Look through the records below and copy each line that includes the word "None".

— MATERIAL FOR THE TASK —

"""

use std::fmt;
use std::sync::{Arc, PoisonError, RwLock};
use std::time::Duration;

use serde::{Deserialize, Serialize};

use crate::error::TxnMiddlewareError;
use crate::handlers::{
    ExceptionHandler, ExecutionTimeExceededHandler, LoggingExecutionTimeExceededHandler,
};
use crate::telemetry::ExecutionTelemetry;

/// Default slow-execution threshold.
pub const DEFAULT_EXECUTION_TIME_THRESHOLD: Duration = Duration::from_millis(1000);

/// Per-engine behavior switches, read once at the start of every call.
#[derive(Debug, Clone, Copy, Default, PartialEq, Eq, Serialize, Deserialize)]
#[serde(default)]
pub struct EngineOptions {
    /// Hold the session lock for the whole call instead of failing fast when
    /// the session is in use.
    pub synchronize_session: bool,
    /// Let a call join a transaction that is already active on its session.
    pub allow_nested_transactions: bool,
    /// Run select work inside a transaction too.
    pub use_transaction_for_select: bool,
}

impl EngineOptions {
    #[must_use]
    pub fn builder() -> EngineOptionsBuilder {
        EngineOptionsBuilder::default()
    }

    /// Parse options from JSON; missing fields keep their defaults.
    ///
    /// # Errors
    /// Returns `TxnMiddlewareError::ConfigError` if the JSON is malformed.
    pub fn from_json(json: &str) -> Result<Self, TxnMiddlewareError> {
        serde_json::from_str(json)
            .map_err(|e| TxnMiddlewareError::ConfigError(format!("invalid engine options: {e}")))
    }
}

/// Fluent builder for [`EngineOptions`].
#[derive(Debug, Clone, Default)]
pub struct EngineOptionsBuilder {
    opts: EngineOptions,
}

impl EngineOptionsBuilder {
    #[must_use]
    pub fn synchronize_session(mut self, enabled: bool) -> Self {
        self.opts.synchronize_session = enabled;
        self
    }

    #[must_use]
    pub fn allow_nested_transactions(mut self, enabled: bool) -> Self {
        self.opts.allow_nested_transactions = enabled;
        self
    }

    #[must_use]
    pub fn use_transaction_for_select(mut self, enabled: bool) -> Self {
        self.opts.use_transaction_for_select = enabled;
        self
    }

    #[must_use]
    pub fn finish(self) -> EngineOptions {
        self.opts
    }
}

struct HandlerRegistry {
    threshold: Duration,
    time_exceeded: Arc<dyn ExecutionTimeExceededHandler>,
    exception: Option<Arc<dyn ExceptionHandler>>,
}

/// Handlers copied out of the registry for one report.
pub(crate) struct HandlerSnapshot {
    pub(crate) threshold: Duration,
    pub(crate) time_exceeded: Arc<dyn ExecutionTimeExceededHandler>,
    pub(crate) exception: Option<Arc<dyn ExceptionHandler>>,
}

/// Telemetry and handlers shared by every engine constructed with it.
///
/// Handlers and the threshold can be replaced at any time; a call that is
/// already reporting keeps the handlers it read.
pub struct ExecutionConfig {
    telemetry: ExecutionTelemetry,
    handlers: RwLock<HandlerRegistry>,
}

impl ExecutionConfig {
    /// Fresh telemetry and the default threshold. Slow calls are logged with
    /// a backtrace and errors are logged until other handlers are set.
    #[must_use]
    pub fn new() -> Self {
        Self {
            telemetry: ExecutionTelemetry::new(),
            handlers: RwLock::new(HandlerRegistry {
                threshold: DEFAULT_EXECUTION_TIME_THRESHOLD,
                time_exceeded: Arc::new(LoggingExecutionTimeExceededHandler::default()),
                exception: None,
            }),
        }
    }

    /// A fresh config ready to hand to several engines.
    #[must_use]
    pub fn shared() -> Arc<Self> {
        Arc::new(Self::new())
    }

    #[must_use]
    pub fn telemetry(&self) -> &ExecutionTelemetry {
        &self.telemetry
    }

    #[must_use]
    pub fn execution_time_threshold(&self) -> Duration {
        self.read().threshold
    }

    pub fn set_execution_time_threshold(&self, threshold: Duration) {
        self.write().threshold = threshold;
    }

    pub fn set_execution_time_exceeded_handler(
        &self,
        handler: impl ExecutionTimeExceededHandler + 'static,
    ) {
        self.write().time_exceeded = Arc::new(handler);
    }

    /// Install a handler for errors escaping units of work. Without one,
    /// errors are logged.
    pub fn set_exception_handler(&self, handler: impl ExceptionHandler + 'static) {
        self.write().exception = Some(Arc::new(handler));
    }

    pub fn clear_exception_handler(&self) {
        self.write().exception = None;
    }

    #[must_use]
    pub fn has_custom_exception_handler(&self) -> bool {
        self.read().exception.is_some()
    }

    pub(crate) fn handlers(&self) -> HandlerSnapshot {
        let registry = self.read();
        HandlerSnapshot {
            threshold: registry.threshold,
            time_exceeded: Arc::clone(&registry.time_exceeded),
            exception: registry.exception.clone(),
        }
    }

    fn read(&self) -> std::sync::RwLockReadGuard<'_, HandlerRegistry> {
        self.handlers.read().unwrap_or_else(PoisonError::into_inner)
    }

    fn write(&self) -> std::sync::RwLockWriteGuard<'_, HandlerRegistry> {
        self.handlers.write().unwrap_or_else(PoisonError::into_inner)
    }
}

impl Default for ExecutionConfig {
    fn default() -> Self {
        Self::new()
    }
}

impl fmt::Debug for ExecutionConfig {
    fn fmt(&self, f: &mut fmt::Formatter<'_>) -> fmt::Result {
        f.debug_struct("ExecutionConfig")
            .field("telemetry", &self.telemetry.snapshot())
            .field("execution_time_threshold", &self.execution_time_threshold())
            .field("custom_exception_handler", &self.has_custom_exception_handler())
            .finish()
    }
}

"""
"""

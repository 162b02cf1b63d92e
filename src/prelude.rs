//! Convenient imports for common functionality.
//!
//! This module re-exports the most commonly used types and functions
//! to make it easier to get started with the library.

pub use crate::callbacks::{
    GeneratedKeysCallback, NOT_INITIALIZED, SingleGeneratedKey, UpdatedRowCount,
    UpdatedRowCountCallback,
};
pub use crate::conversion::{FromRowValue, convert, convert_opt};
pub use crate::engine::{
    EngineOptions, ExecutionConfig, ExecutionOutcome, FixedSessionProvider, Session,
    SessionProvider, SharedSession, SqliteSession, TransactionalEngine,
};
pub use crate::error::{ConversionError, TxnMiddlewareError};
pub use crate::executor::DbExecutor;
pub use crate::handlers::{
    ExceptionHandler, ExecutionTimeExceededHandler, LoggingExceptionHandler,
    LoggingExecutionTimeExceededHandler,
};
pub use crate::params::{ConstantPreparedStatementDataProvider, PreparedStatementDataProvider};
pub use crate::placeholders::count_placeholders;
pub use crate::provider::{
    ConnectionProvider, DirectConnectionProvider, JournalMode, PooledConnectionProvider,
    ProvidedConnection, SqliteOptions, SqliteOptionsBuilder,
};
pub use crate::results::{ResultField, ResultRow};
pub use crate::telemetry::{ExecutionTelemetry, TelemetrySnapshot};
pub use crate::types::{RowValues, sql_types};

"""

— REPLY —
                exception: None,
        self.write().exception = None;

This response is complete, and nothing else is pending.